Exercise description
The output must be the line with "frame.plane_mut(0, 2, 4);" and every following line to the end of the material, exactly as they appear, and nothing else.

Excerpted data
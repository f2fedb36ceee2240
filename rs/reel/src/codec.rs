use crate::OpenError;

/// Trailing slack appended to the extra-configuration copy.
///
/// Decoders are allowed to read a little past the end of the buffer
/// (optimized bitstream readers), so the copy is padded with zeroed bytes.
pub const EXTRA_DATA_PADDING: usize = 64;

/// Identifies which decoder a session opens.
#[derive(Debug, Clone, Copy, PartialEq, Eq)]
#[non_exhaustive]
pub enum CodecId {
	H264,
	H265,
	Vp8,
	Vp9,
	Av1,
}

impl CodecId {
	/// Parse a codec name as the host supplies it.
	pub fn parse(name: &str) -> Result<Self, OpenError> {
		match name {
			"h264" | "avc" => Ok(Self::H264),
			"h265" | "hevc" => Ok(Self::H265),
			"vp8" => Ok(Self::Vp8),
			"vp9" => Ok(Self::Vp9),
			"av1" => Ok(Self::Av1),
			_ => Err(OpenError::UnknownCodec(name.to_string())),
		}
	}

	pub fn name(&self) -> &'static str {
		match self {
			Self::H264 => "h264",
			Self::H265 => "h265",
			Self::Vp8 => "vp8",
			Self::Vp9 => "vp9",
			Self::Av1 => "av1",
		}
	}
}

/// One encoded unit, borrowed for the duration of a single decode call.
#[derive(Debug, Clone, Copy)]
pub struct Packet<'a> {
	/// The encoded payload. Empty for a bare end-of-stream marker.
	pub data: &'a [u8],

	/// Presentation timestamp in microseconds.
	pub pts: i64,

	/// Decode to maintain reference state, but produce no visible output.
	pub decode_only: bool,

	/// The final packet of the stream; triggers the drain stage.
	pub end_of_stream: bool,

	/// The packet starts a keyframe.
	pub keyframe: bool,
}

impl<'a> Packet<'a> {
	pub fn new(data: &'a [u8], pts: i64) -> Self {
		Self {
			data,
			pts,
			decode_only: false,
			end_of_stream: false,
			keyframe: false,
		}
	}

	/// An empty end-of-stream marker.
	pub fn end_of_stream() -> Self {
		Self {
			data: &[],
			pts: 0,
			decode_only: false,
			end_of_stream: true,
			keyframe: false,
		}
	}
}

/// One plane of a decoded frame.
#[derive(Debug, Default)]
pub struct Plane {
	data: Vec<u8>,
	stride: usize,
}

/// The held frame: one reusable decoded-frame slot owned by the bridge.
///
/// Plane storage grows on demand and is reused across drain calls, so a tight
/// decode loop never allocates per frame once it reaches steady state.
#[derive(Debug, Default)]
pub struct Frame {
	width: u32,
	height: u32,
	pts: i64,
	planes: [Plane; 3],
}

impl Frame {
	pub fn width(&self) -> u32 {
		self.width
	}

	pub fn height(&self) -> u32 {
		self.height
	}

	/// Presentation timestamp in microseconds.
	pub fn pts(&self) -> i64 {
		self.pts
	}

	pub fn plane(&self, index: usize) -> &[u8] {
		&self.planes[index].data
	}

	pub fn stride(&self, index: usize) -> usize {
		self.planes[index].stride
	}

	/// Set the frame geometry and timestamp for the frame being produced.
	pub fn set_header(&mut self, width: u32, height: u32, pts: i64) {
		self.width = width;
		self.height = height;
		self.pts = pts;
	}

	/// Size one plane and return its writable storage.
	///
	/// Grows the backing allocation if needed, never shrinks it.
	pub fn plane_mut(&mut self, index: usize, stride: usize, len: usize) -> &mut [u8] {
		let plane = &mut self.planes[index];
		plane.stride = stride;
		plane.data.resize(len, 0);
		&mut plane.data[..]
	}
}

/// How the codec classified a failed operation.
#[derive(Debug, Clone, Copy, PartialEq, Eq)]
pub enum CodecErrorKind {
	/// Not ready: the input queue is full, or no frame is available yet.
	Again,

	/// The stream has been fully drained.
	Eof,

	/// The codec could not parse the input.
	InvalidData,

	/// Anything else.
	Failed,
}

/// A nonzero codec result: a classification plus the raw numeric code.
///
/// The raw code is never discarded; the session records it as the last error
/// so hosts can query the codec-level detail after branching on [Status](crate::Status).
#[derive(thiserror::Error, Debug, Clone, Copy)]
#[error("codec error ({kind:?}, code {code})")]
pub struct CodecError {
	pub kind: CodecErrorKind,
	pub code: i32,
}

impl CodecError {
	pub fn new(kind: CodecErrorKind, code: i32) -> Self {
		Self { kind, code }
	}
}

/// The seam to the external decoder: submit packets, drain frames.
///
/// Implementations are synchronous; any worker threads the decoder spins up
/// internally are invisible to this contract. `Send` lets a host hand the
/// session between threads, as long as calls stay serialized.
pub trait Codec: Send {
	/// Queue one encoded packet.
	fn send(&mut self, packet: &Packet<'_>) -> Result<(), CodecError>;

	/// Queue the end-of-stream marker, starting the drain stage.
	fn send_eof(&mut self) -> Result<(), CodecError>;

	/// Produce the next decoded frame into the held slot.
	fn receive(&mut self, frame: &mut Frame) -> Result<(), CodecError>;

	/// Discard all buffered state (reference frames, pending output).
	fn flush(&mut self);
}

#[cfg(test)]
mod test {
	use super::*;

	#[test]
	fn codec_names() {
		assert_eq!(CodecId::parse("h264").unwrap(), CodecId::H264);
		assert_eq!(CodecId::parse("hevc").unwrap(), CodecId::H265);
		assert_eq!(CodecId::parse("h265").unwrap(), CodecId::H265);
		assert!(matches!(
			CodecId::parse("wmv"),
			Err(OpenError::UnknownCodec(name)) if name == "wmv"
		));
	}

	#[test]
	fn frame_storage_reuse() {
		let mut frame = Frame::default();
		frame.set_header(4, 2, 100);

		let plane = frame.plane_mut(0, 4, 8);
		plane.copy_from_slice(&[1; 8]);
		let first = frame.plane(0).as_ptr();

		// A smaller frame reuses the allocation.
		frame.set_header(2, 2, 200);
		frame.plane_mut(0, 2, 4);
		assert_eq!(frame.plane(0).len(), 4);
		assert_eq!(frame.plane(0).as_ptr(), first);
		assert_eq!(frame.pts(), 200);
	}
}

Task output
		frame.plane_mut(0, 2, 4);
		assert_eq!(frame.plane(0).len(), 4);
		assert_eq!(frame.plane(0).as_ptr(), first);
		assert_eq!(frame.pts(), 200);
	}
}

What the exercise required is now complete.